Learning Forum

[hayess]

Could we get some direction on workflow for this thermal solution? This is a single cavity conformally cooled injection mold. The cover and ejector blocks are DIN 1.2709 steel (assigned as default). The water temperature for all 4 waterlines is 55°F. The melt temperature of the cavity (TPU) and runner is 360°F. We have fluid flow values but for this case we’re assuming static. We need to establish a baseline result and then we’ll iterate/optimize.

The tutorials have been very helpful but would greatly appreciate guidance.

Screen shot and file attached.

Best regards,

Scott Hayes

Pliant Plastics Corp.

Spring Lake, MI 

(616) 850-2445

[Brian Bueno]

shayes1

There doesn't appear to be a file attached.  Please be aware that any attachments will be public.

[hayess]

Thanks Brian, The file is about 3M, could we send you the file direct?

[Brian Bueno]

shayes1

This analysis is approaching the limitations of Discovery Live in some aspects.

1. The thermal analysis only accepts solid materials by default.  We can get around this by setting the State for Water to Solid in the material properties.  The thermal properties for the material remain the same.
    
2. It's not possible to define fluid flow in a thermal analysis, or calculate the thermal effects of fluid flow on a solid body in Discovery Live.  Heat transfer will only go from the solid body at constant temperature or heat flow to the fluid.
    
3. A steady state thermal analysis will only allow constant boundary conditions such as temperature, heat flow, etc.  This won't work to show cooling, as the cavity and runner will always be at 360 F.

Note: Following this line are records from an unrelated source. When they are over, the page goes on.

//! Server configuration.

use std::net::{Ipv4Addr, SocketAddr};
use std::path::PathBuf;
use std::time::Duration;

/// HTTP server configuration.
#[derive(Debug, Clone)]
pub struct ServerConfig {
    /// The address to bind to.
    pub addr: SocketAddr,
    /// The maximum number of concurrent connections.
    pub max_connections: usize,
    /// Size of each socket read.
    pub read_buffer_size: usize,
    /// How long to wait for the header block before proceeding with what arrived.
    pub header_timeout: Duration,
    /// Per-read wait while completing the body; `None` waits indefinitely.
    pub body_timeout: Option<Duration>,
    /// Largest accepted header block, in bytes. Larger requests get a 431.
    pub max_header_size: usize,
    /// Largest accepted `Content-Length`, in bytes. Larger requests get a 413.
    pub max_body_size: usize,
    /// Root for static files and for file paths returned by handlers.
    pub document_root: PathBuf,
    /// Directory under the root holding HTML pages.
    pub pages_dir: PathBuf,
    /// Directory under the root holding stylesheets, scripts, text and images.
    pub assets_dir: PathBuf,
    /// Directory under the root holding JSON data files.
    pub data_dir: PathBuf,
}

impl Default for ServerConfig {
    fn default() -> Self {
        Self {
            addr: SocketAddr::from((Ipv4Addr::LOCALHOST, 8080)),
            max_connections: 1024,
            read_buffer_size: 4096,
            header_timeout: Duration::from_secs(1),
            body_timeout: Some(Duration::from_secs(1)),
            max_header_size: 10_000,
            max_body_size: 1024 * 1024,
            document_root: PathBuf::from("."),
            pages_dir: PathBuf::from("www"),
            assets_dir: PathBuf::from("static"),
            data_dir: PathBuf::from("apps"),
        }
    }
}
//! Retry classification.
//!
//! # Responsibilities
//! - Decide whether an operation may be sent more than once
//! - Decide whether a failure is worth another attempt
//!
//! # Design Decisions
//! - Only JSON queries are retryable operations
//! - Transport failures and timeouts are always retryable
//! - RPC failures are retryable only for transient codes

use crate::client::{ClientError, Operation};
use crate::error::ErrorCode;
use crate::protocol::ProcedureKind;

pub fn is_retryable_operation(operation: &Operation) -> bool {
    operation.kind == ProcedureKind::Query && !operation.input.is_form()
}

pub fn is_retryable_error(err: &ClientError) -> bool {
    match err {
        ClientError::Transport(_) | ClientError::Timeout => true,
        ClientError::Rpc { code, .. } => matches!(
            code,
            ErrorCode::Timeout | ErrorCode::TooManyRequests | ErrorCode::InternalServerError
        ),
        ClientError::Protocol(_) | ClientError::NoTerminalLink => false,
    }
}

#[cfg(test)]
mod tests {
    use super::*;
    use crate::client::{CallInput, FormPayload};
    use serde_json::json;

    fn op(kind: ProcedureKind, input: CallInput) -> Operation {
        Operation {
            id: 1,
            path: "users.get".into(),
            kind,
            input,
        }
    }

    #[test]
    fn test_only_json_queries_are_retryable() {
        assert!(is_retryable_operation(&op(ProcedureKind::Query, json!(1).into())));
        assert!(!is_retryable_operation(&op(ProcedureKind::Mutation, json!(1).into())));
        assert!(!is_retryable_operation(&op(
            ProcedureKind::Query,
            FormPayload::new().text("name", "bob").into()
        )));
    }

    #[test]
    fn test_error_classification() {
        let rpc = |code| ClientError::Rpc {
            code,
            message: String::new(),
            issues: vec![],
        };

        assert!(is_retryable_error(&ClientError::Transport("reset".into())));
        assert!(is_retryable_error(&ClientError::Timeout));
        assert!(is_retryable_error(&rpc(ErrorCode::TooManyRequests)));
        assert!(is_retryable_error(&rpc(ErrorCode::InternalServerError)));
        assert!(!is_retryable_error(&rpc(ErrorCode::NotFound)));
        assert!(!is_retryable_error(&rpc(ErrorCode::BadRequest)));
        assert!(!is_retryable_error(&ClientError::Protocol("html".into())));
    }
}
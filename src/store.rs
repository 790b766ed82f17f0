//! Process-local record store owned by the server state.

use std::hash::Hash;
use std::sync::Arc;

use dashmap::DashMap;

/// Thread-safe keyed store; clones share the same records.
#[derive(Debug)]
pub struct MemoryStore<K, V>
where
    K: Eq + Hash,
{
    inner: Arc<DashMap<K, V>>,
}

impl<K: Eq + Hash, V> Clone for MemoryStore<K, V> {
    fn clone(&self) -> Self {
        Self {
            inner: self.inner.clone(),
        }
    }
}

impl<K: Eq + Hash, V> Default for MemoryStore<K, V> {
    fn default() -> Self {
        Self {
            inner: Arc::new(DashMap::new()),
        }
    }
}

impl<K, V> MemoryStore<K, V>
where
    K: Eq + Hash + Clone,
    V: Clone,
{
    pub fn new() -> Self {
        Self::default()
    }

    pub fn get(&self, key: &K) -> Option<V> {
        self.inner.get(key).map(|entry| entry.value().clone())
    }

    /// Insert or replace; returns the previous value.
    pub fn insert(&self, key: K, value: V) -> Option<V> {
        self.inner.insert(key, value)
    }

    /// Insert only when `key` is absent; returns false if it was taken.
    pub fn insert_new(&self, key: K, value: V) -> bool {
        match self.inner.entry(key) {
            dashmap::mapref::entry::Entry::Occupied(_) => false,
            dashmap::mapref::entry::Entry::Vacant(slot) => {
                slot.insert(value);
                true
            }
        }
    }

    pub fn remove(&self, key: &K) -> Option<V> {
        self.inner.remove(key).map(|(_, v)| v)
    }

    pub fn values(&self) -> Vec<V> {
        self.inner.iter().map(|entry| entry.value().clone()).collect()
    }

    pub fn len(&self) -> usize {
        self.inner.len()
    }

    pub fn is_empty(&self) -> bool {
        self.inner.is_empty()
    }
}

#[cfg(test)]
mod tests {
    use super::*;

    #[test]
    fn test_clones_share_records() {
        let store: MemoryStore<String, u32> = MemoryStore::new();
        let other = store.clone();

        assert!(store.insert_new("bob".into(), 42));
        assert!(!other.insert_new("bob".into(), 7));
        assert_eq!(other.get(&"bob".to_string()), Some(42));

        assert_eq!(other.insert("bob".into(), 43), Some(42));
        assert_eq!(store.remove(&"bob".to_string()), Some(43));
        assert!(store.is_empty());
    }
}
//! Envelope encoding onto HTTP responses.
//!
//! # Responsibilities
//! - Serialize a single envelope with the status of its outcome
//! - Serialize batch envelopes in call order
//!
//! # Design Decisions
//! - A batch answers 200 when every call succeeded, 207 otherwise
//! - The body is always JSON, whichever content type the request used

use axum::http::StatusCode;
use axum::response::{IntoResponse, Response};
use axum::Json;

use crate::error::RpcError;
use crate::protocol::ResultEnvelope;

/// Response for a single call.
pub fn single(envelope: ResultEnvelope) -> Response {
    (envelope.http_status(), Json(envelope)).into_response()
}

/// Response for a request that failed before any call ran.
pub fn failure(err: RpcError) -> Response {
    single(ResultEnvelope::failure(err))
}

/// Response for a batch; envelopes are in the order the calls were sent.
pub fn batch(envelopes: Vec<ResultEnvelope>) -> Response {
    (batch_status(&envelopes), Json(envelopes)).into_response()
}

pub fn batch_status(envelopes: &[ResultEnvelope]) -> StatusCode {
    if envelopes.iter().all(ResultEnvelope::is_ok) {
        StatusCode::OK
    } else {
        StatusCode::MULTI_STATUS
    }
}

#[cfg(test)]
mod tests {
    use super::*;
    use serde_json::json;

    #[test]
    fn test_batch_status() {
        let ok = ResultEnvelope::success(json!(1));
        let failed = ResultEnvelope::failure(RpcError::not_found("nope"));

        assert_eq!(batch_status(&[ok.clone(), ok.clone()]), StatusCode::OK);
        assert_eq!(batch_status(&[ok, failed.clone()]), StatusCode::MULTI_STATUS);
        assert_eq!(batch_status(&[failed]), StatusCode::MULTI_STATUS);
    }

    #[test]
    fn test_single_uses_code_status() {
        let response = failure(RpcError::unsupported_media_type(Some("text/plain")));
        assert_eq!(response.status(), StatusCode::UNSUPPORTED_MEDIA_TYPE);
    }
}
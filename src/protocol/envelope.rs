//! Result envelopes: the only two shapes a call outcome takes on the wire.

use serde::{Deserialize, Serialize};
use serde_json::Value;

use crate::error::{ErrorCode, FieldIssue, RpcError};

/// Error body of a failure envelope.
#[derive(Debug, Clone, PartialEq, Serialize, Deserialize)]
pub struct ErrorShape {
    pub code: ErrorCode,
    pub message: String,
    #[serde(default, skip_serializing_if = "Vec::is_empty")]
    pub issues: Vec<FieldIssue>,
}

impl From<RpcError> for ErrorShape {
    fn from(err: RpcError) -> Self {
        Self {
            code: err.code,
            message: err.message,
            issues: err.issues,
        }
    }
}

/// `{ "ok": true, "data": .. }` or `{ "ok": false, "error": { code, message } }`.
#[derive(Debug, Clone, PartialEq, Serialize, Deserialize)]
#[serde(try_from = "RawEnvelope", into = "RawEnvelope")]
pub enum ResultEnvelope {
    Success(Value),
    Failure(ErrorShape),
}

impl ResultEnvelope {
    pub fn success(data: Value) -> Self {
        ResultEnvelope::Success(data)
    }

    pub fn failure(err: RpcError) -> Self {
        ResultEnvelope::Failure(err.into())
    }

    pub fn is_ok(&self) -> bool {
        matches!(self, ResultEnvelope::Success(_))
    }

    /// Error code for failures, `None` for successes.
    pub fn error_code(&self) -> Option<ErrorCode> {
        match self {
            ResultEnvelope::Success(_) => None,
            ResultEnvelope::Failure(shape) => Some(shape.code),
        }
    }

    /// HTTP status for an envelope that is the sole outcome of a request.
    pub fn http_status(&self) -> axum::http::StatusCode {
        match self {
            ResultEnvelope::Success(_) => axum::http::StatusCode::OK,
            ResultEnvelope::Failure(shape) => shape.code.http_status(),
        }
    }
}

#[derive(Serialize, Deserialize)]
struct RawEnvelope {
    ok: bool,
    #[serde(default, skip_serializing_if = "Option::is_none")]
    data: Option<Value>,
    #[serde(default, skip_serializing_if = "Option::is_none")]
    error: Option<ErrorShape>,
}

impl TryFrom<RawEnvelope> for ResultEnvelope {
    type Error = String;

    fn try_from(raw: RawEnvelope) -> Result<Self, Self::Error> {
        match (raw.ok, raw.error) {
            (true, None) => Ok(ResultEnvelope::Success(raw.data.unwrap_or(Value::Null))),
            (false, Some(error)) => Ok(ResultEnvelope::Failure(error)),
            (true, Some(_)) => Err("success envelope must not carry an error".to_string()),
            (false, None) => Err("failure envelope is missing its error".to_string()),
        }
    }
}

impl From<ResultEnvelope> for RawEnvelope {
    fn from(envelope: ResultEnvelope) -> Self {
        match envelope {
            ResultEnvelope::Success(data) => RawEnvelope {
                ok: true,
                data: Some(data),
                error: None,
            },
            ResultEnvelope::Failure(error) => RawEnvelope {
                ok: false,
                data: None,
                error: Some(error),
            },
        }
    }
}
//! Client-side resilience.
//!
//! # Data Flow
//! ```text
//! RetryLink receives a failed attempt:
//!     → retries.rs (is this operation and this error retryable?)
//!     → backoff.rs (how long to wait before the next attempt)
//! ```
//!
//! # Design Decisions
//! - Only queries are retried; mutations may have side effects
//! - Form calls are never retried, their payload is sent once
//! - The server executor never retries

pub mod backoff;
pub mod retries;

pub use backoff::calculate_backoff;
pub use retries::{is_retryable_error, is_retryable_operation};
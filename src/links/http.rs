//! JSON terminal link, one exchange per call.

use std::sync::Arc;

use async_trait::async_trait;
use serde_json::{json, Value};
use url::Url;

use super::{Link, Next};
use crate::client::transport::Method;
use crate::client::{CallInput, ClientError, HttpRequest, HttpTransport, Operation, RequestBody};
use crate::observability::metrics;
use crate::protocol::{ProcedureKind, BATCH_PARAM, INPUT_PARAM, KIND_HEADER};

pub struct HttpLink {
    base: Url,
    transport: Arc<dyn HttpTransport>,
    get_for_queries: bool,
}

impl HttpLink {
    pub fn new(base: Url, transport: Arc<dyn HttpTransport>) -> Self {
        Self {
            base,
            transport,
            get_for_queries: true,
        }
    }

    /// Send queries as GET (default) or POST.
    pub fn get_for_queries(mut self, enabled: bool) -> Self {
        self.get_for_queries = enabled;
        self
    }
}

#[async_trait]
impl Link for HttpLink {
    async fn call(&self, operation: Operation, _next: Next<'_>) -> Result<Value, ClientError> {
        let input = json_input(operation.input, "http")?;
        metrics::record_client_dispatch("http");

        let request = json_request(
            &self.base,
            &operation.path,
            operation.kind,
            json!({ "input": input }),
            false,
            self.get_for_queries,
        );
        self.transport.send(request).await?.into_result()
    }
}

pub(crate) fn json_input(input: CallInput, link: &str) -> Result<Value, ClientError> {
    match input {
        CallInput::Json(value) => Ok(value),
        CallInput::Form(_) => Err(ClientError::Protocol(format!(
            "The {} link cannot encode form input",
            link
        ))),
    }
}

/// `base` with `paths` appended to its path.
pub(crate) fn procedure_url(base: &Url, paths: &str) -> Url {
    let mut url = base.clone();
    let prefix = base.path().trim_end_matches('/').to_string();
    url.set_path(&format!("{}/{}", prefix, paths));
    url
}

/// GET with the body in the `input` parameter for queries, POST otherwise.
pub(crate) fn json_request(
    base: &Url,
    paths: &str,
    kind: ProcedureKind,
    body: Value,
    batch: bool,
    get_for_queries: bool,
) -> HttpRequest {
    let mut url = procedure_url(base, paths);
    if batch {
        url.query_pairs_mut().append_pair(BATCH_PARAM, "1");
    }

    if kind == ProcedureKind::Query && get_for_queries {
        url.query_pairs_mut().append_pair(INPUT_PARAM, &body.to_string());
        HttpRequest::new(Method::GET, url, RequestBody::Empty)
    } else {
        HttpRequest::new(Method::POST, url, RequestBody::Json(body)).header(KIND_HEADER, kind.as_str())
    }
}

#[cfg(test)]
mod tests {
    use super::*;
    use crate::error::ErrorCode;
    use crate::links::testing::{base, envelope, MockTransport};
    use crate::links::Chain;

    fn op(kind: ProcedureKind, input: Value) -> Operation {
        Operation {
            id: 1,
            path: "users.get".into(),
            kind,
            input: input.into(),
        }
    }

    fn chain(link: HttpLink) -> Chain {
        let links: Vec<Arc<dyn Link>> = vec![Arc::new(link)];
        Chain::new(links)
    }

    #[test]
    fn test_procedure_url_keeps_prefix() {
        assert_eq!(procedure_url(&base(), "a,b").as_str(), "http://rpc.test/api/a,b");

        let root = Url::parse("http://rpc.test").unwrap();
        assert_eq!(procedure_url(&root, "users.get").as_str(), "http://rpc.test/users.get");
    }

    #[tokio::test]
    async fn test_query_as_get() {
        let transport = MockTransport::answering(json!({"name": "bob"}));
        let data = chain(HttpLink::new(base(), transport.clone()))
            .execute(op(ProcedureKind::Query, json!({"name": "bob"})))
            .await
            .unwrap();
        assert_eq!(data, json!({"name": "bob"}));

        let request = &transport.requests()[0];
        assert_eq!(request.method, Method::GET);
        assert_eq!(request.body, RequestBody::Empty);
        let (key, value) = request.url.query_pairs().next().unwrap();
        assert_eq!(key, INPUT_PARAM);
        assert_eq!(
            serde_json::from_str::<Value>(&value).unwrap(),
            json!({"input": {"name": "bob"}})
        );
    }

    #[tokio::test]
    async fn test_mutation_as_post() {
        let transport = MockTransport::answering(Value::Null);
        chain(HttpLink::new(base(), transport.clone()).get_for_queries(false))
            .execute(op(ProcedureKind::Mutation, json!(5)))
            .await
            .unwrap();

        let request = &transport.requests()[0];
        assert_eq!(request.method, Method::POST);
        assert_eq!(request.kind_header(), Some("mutation"));
        assert_eq!(request.body, RequestBody::Json(json!({"input": 5})));
    }

    #[tokio::test]
    async fn test_failure_envelope_is_rpc_error() {
        let transport = MockTransport::new(|_| {
            Ok(envelope(
                404,
                json!({"ok": false, "error": {"code": "NOT_FOUND", "message": "User not found"}}),
            ))
        });
        let err = chain(HttpLink::new(base(), transport))
            .execute(op(ProcedureKind::Query, json!({"name": "unknown"})))
            .await
            .unwrap_err();
        assert_eq!(err.code(), Some(ErrorCode::NotFound));
    }

    #[tokio::test]
    async fn test_rejects_form_input() {
        let transport = MockTransport::answering(Value::Null);
        let mut operation = op(ProcedureKind::Mutation, Value::Null);
        operation.input = crate::client::FormPayload::new().into();

        let err = chain(HttpLink::new(base(), transport.clone()))
            .execute(operation)
            .await
            .unwrap_err();
        assert!(matches!(err, ClientError::Protocol(_)));
        assert!(transport.requests().is_empty());
    }
}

I think the best approach here would be to run this as a transient analysis, as you will be able to specify initial temperatures for the bodies.  Assign an initial temperature of 360 F to the Cavity and Runner.  Assign an initial/constant temperature of 55 F to the water lines.  There won't be any simulation of the fluid flow, so you will have to choose between an initial temperature that's heating up, or a constant temperature if there will be prolonged flow through the water lines at a constant 55 F.  Leave the ambient temperature at 68 F.  

You can specify an end time and adjust the fidelity as needed.  My analysis reached a steady state temperature after a reported ~560s.

This should give you a preliminary idea of the thermal behavior of the model.

[hayess]

Hi Brian, thanks for the helpful input and suggestions. In transient, when we assign initial temps. for runner and cavity the other structured parts are also changing to that temperature. When we activate the part or set as simulation body the same thing is happening. Any thoughts?

[hayess]

Hi Brian, after webex call we updated NVIDIA and Intel HD graphics drivers on Lenovo W540. We ran the same thermal transient program as before in Discovery and got this error. We're also going to send along the email the Intel system report after the update to you. 

[Brian Bueno]

shayes1 

Were you able to disable that Intel graphics device from the Windows Device Manger?  I seem to vaguely recall an issue in the past that was resolved either by shutting down the Intel control panel menu that appears in the right mouse options from the desktop, or by disabling the Intel hardware entirely.

When you run dxdiag.exe now, does the NVIDIA hardware show up, or is it still missing?

[hayess]

Our IT admin. disabled the Intel HD driver and pulled from NVIDIA only - no luck. It looks like Intel isn't supporting the HD drivers for Windows7 now and we're moving to 10 in a few weeks. Good new though, we simplified/reduced the assembly to a cavity block and two water lines and ran it in transient like you suggested and magic! Thanks again for you help and follow up.

[Brian Bueno]

shayes1

That's good to hear.  I suspect that once you move to Windows 10 the performance will improve.